You may get dizzy or drowsy. Do not drive, use machinery, or do anything that needs mental alertness until you know how this medication affects you. Do not stand or sit up quickly, especially if you are an older patient. This reduces the risk of dizzy or fainting spells. Alcohol may interfere with the effect of this medication. Avoid alcoholic drinks.
This medication can cause problems with controlling your body temperature. It can lower the response of your body to cold temperatures. If possible, stay indoors during cold weather. If you must go outdoors, wear warm clothes. It can also lower the response of your body to heat. Do not overheat. Do not over-exercise. Stay out of the sun when possible. If you must be in the sun, wear cool clothing. Drink plenty of water. If you have trouble controlling your body temperature, call your care team right away.
What side effects may I notice from receiving this medication?
Side effects that you should report to your care team as soon as possible:
- Allergic reactions—skin rash, itching, hives, swelling of the face, lips, tongue, or throat
- Heart rhythm changes—fast or irregular heartbeat, dizziness, feeling faint or lightheaded, chest pain, trouble breathing
- High blood sugar (hyperglycemia)—increased thirst or amount of urine, unusual weakness or fatigue, blurry vision
- High fever, stiff muscles, increased sweating, fast or irregular heartbeat, and confusion, which may be signs of neuroleptic malignant syndrome
- High prolactin level—unexpected breast tissue growth, discharge from the nipple, change in sex drive or performance, irregular menstrual cycle
- Increase in blood pressure in children
- Infection—fever, chills, cough, or sore throat
- Low blood pressure—dizziness, feeling faint or lightheaded, blurry vision
- Low thyroid levels (hypothyroidism)—unusual weakness or fatigue, increased sensitivity to cold, constipation, hair loss, dry skin, weight gain, feelings of depression
- Pain or trouble swallowing
- Stroke—sudden numbness or weakness of the face, arm, or leg, trouble speaking, confusion, trouble walking, loss of balance or coordination, dizziness, severe headache, change in vision
- Sudden eye pain or change in vision such as blurry vision, seeing halos around lights, vision loss
- Thoughts of suicide or self-harm, worsening mood, feelings of depression
- Trouble passing urine
- Uncontrolled and repetitive body movements, muscle stiffness or spasms, tremors or shaking, loss of balance or coordination, restlessness, shuffling walk, which may be signs of extrapyramidal symptoms (EPS)

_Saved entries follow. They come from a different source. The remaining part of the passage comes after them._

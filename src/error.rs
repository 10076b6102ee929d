// ⚠️ Error Model - every failure the engine can report
//
// Two families:
// - Fatal at startup: DataFormat, Io (bad or unreadable dataset)
// - Recoverable by the player: NotFound, AlreadyWon
//
// MissingAttribute is raised at the record boundary (Pokemon::from_value)
// and never by the comparator, which only ever sees complete records.

use std::path::PathBuf;

#[derive(Debug, thiserror::Error)]
pub enum PokedleError {
    /// Dataset could not be parsed or violates a collection invariant
    #[error("data format error: {0}")]
    DataFormat(String),

    /// Dataset file could not be read
    #[error("failed to read dataset {}: {source}", .path.display())]
    Io {
        path: PathBuf,
        #[source]
        source: std::io::Error,
    },

    /// Guessed name is not in the Pokédex
    #[error("'{0}' not found. Try again.")]
    NotFound(String),

    /// A record lacks one of the required attributes
    #[error("record {record} is missing required attribute '{attribute}'")]
    MissingAttribute {
        record: String,
        attribute: &'static str,
    },

    /// Session already reached WON; a reset is required
    #[error("the game is already won - reset to play again")]
    AlreadyWon,
}

impl PokedleError {
    pub fn data_format(message: impl Into<String>) -> Self {
        PokedleError::DataFormat(message.into())
    }

    /// True for errors the player can fix by typing something else
    pub fn is_recoverable(&self) -> bool {
        matches!(self, PokedleError::NotFound(_) | PokedleError::AlreadyWon)
    }
}

pub type Result<T> = std::result::Result<T, PokedleError>;
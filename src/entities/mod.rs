// Entity Models
//
// A Pokémon record is a VALUE: loaded once, never mutated.
// Its identity is the lowercased name (see Pokemon::key).

pub mod pokemon;

pub use pokemon::{Category, Pokemon};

Side effects that usually do not require medical attention (report to your care team if they continue or are bothersome):
- Dry mouth
- Weight gain
This list may not describe all possible side effects. Call your doctor for medical advice about side effects. You may report side effects to FDA at 1-800-FDA-1088.
Where should I keep my medication?
Keep out of the reach of children.
Store at room temperature between 15 and 30 degrees C (59 and 86 degrees F). Throw away any unused medication after the expiration date.
NOTE: This sheet is a summary. It may not cover all possible information. If you have questions about this medicine, talk to your doctor, pharmacist, or health care provider.